● Exercise description
Write out every line exactly, from the first line of the records below through the line that contains "if let Some(l)".

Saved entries
▬▬▬

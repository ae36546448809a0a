//! State database migrations - embedded SQL files
//!
//! Migrations are compiled into the binary at build time using include_str!.
//! Each migration is a tuple of (name, sql_content).
//! Migrations are sorted by name and applied in order.

/// All state store migrations, embedded at compile time.
/// Format: (filename, sql_content)
///
/// IMPORTANT: When adding a new migration:
/// 1. Create the SQL file: NNN_description.sql
/// 2. Add an entry here in order
pub const MIGRATIONS: &[(&str, &str)] = &[
    ("000_migrations.sql", include_str!("000_migrations.sql")),
    ("001_app_state.sql", include_str!("001_app_state.sql")),
];
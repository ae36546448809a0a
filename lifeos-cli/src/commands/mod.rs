//! CLI command implementations

pub mod backup;
pub mod logs;
pub mod state;
pub mod status;

use std::path::PathBuf;

use anyhow::{Context, Result};
use lifeos_core::services::{EntryPoint, LogEvent, LoggingService};
use lifeos_core::LifeOsContext;

/// Get the logging service for CLI operations
///
/// Returns None if logging fails to initialize (shouldn't block operations)
pub fn get_logger() -> Option<LoggingService> {
    let lifeos_dir = get_lifeos_dir();
    // Ensure directory exists
    std::fs::create_dir_all(&lifeos_dir).ok()?;
    LoggingService::new(&lifeos_dir, EntryPoint::Cli, env!("CARGO_PKG_VERSION")).ok()
}

/// Log an event, ignoring any errors (logging should never break the app)
pub fn log_event(logger: &Option<LoggingService>, event: LogEvent) {
    if let Some(l) = logger {
        let _ = l.log(event);
    }
}

/// Get the lifeos directory from environment or default
pub fn get_lifeos_dir() -> PathBuf {
    if let Ok(dir) = std::env::var("LIFEOS_DIR") {
        return PathBuf::from(dir);
    }
    dirs::home_dir()
        .map(|home| home.join(".lifeos"))
        .unwrap_or_else(|| PathBuf::from(".lifeos"))
}

/// Get or create lifeos context
pub fn get_context() -> Result<LifeOsContext> {
    let lifeos_dir = get_lifeos_dir();
    LifeOsContext::new(&lifeos_dir)
        .with_context(|| format!("Failed to open LifeOS data in {}", lifeos_dir.display()))
}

▬▬▬

● Result of the exercise
repository ae36546448809a0a
//! State database migrations - embedded SQL files
//!
//! Migrations are compiled into the binary at build time using include_str!.
//! Each migration is a tuple of (name, sql_content).
//! Migrations are sorted by name and applied in order.

/// All state store migrations, embedded at compile time.
/// Format: (filename, sql_content)
///
/// IMPORTANT: When adding a new migration:
/// 1. Create the SQL file: NNN_description.sql
/// 2. Add an entry here in order
pub const MIGRATIONS: &[(&str, &str)] = &[
    ("000_migrations.sql", include_str!("000_migrations.sql")),
    ("001_app_state.sql", include_str!("001_app_state.sql")),
];
repository ae36546448809a0a
filename lifeos-cli/src/commands/mod.rs
//! CLI command implementations

pub mod backup;
pub mod logs;
pub mod state;
pub mod status;

use std::path::PathBuf;

use anyhow::{Context, Result};
use lifeos_core::services::{EntryPoint, LogEvent, LoggingService};
use lifeos_core::LifeOsContext;

/// Get the logging service for CLI operations
///
/// Returns None if logging fails to initialize (shouldn't block operations)
pub fn get_logger() -> Option<LoggingService> {
    let lifeos_dir = get_lifeos_dir();
    // Ensure directory exists
    std::fs::create_dir_all(&lifeos_dir).ok()?;
    LoggingService::new(&lifeos_dir, EntryPoint::Cli, env!("CARGO_PKG_VERSION")).ok()
}

/// Log an event, ignoring any errors (logging should never break the app)
pub fn log_event(logger: &Option<LoggingService>, event: LogEvent) {
    if let Some(l) = logger {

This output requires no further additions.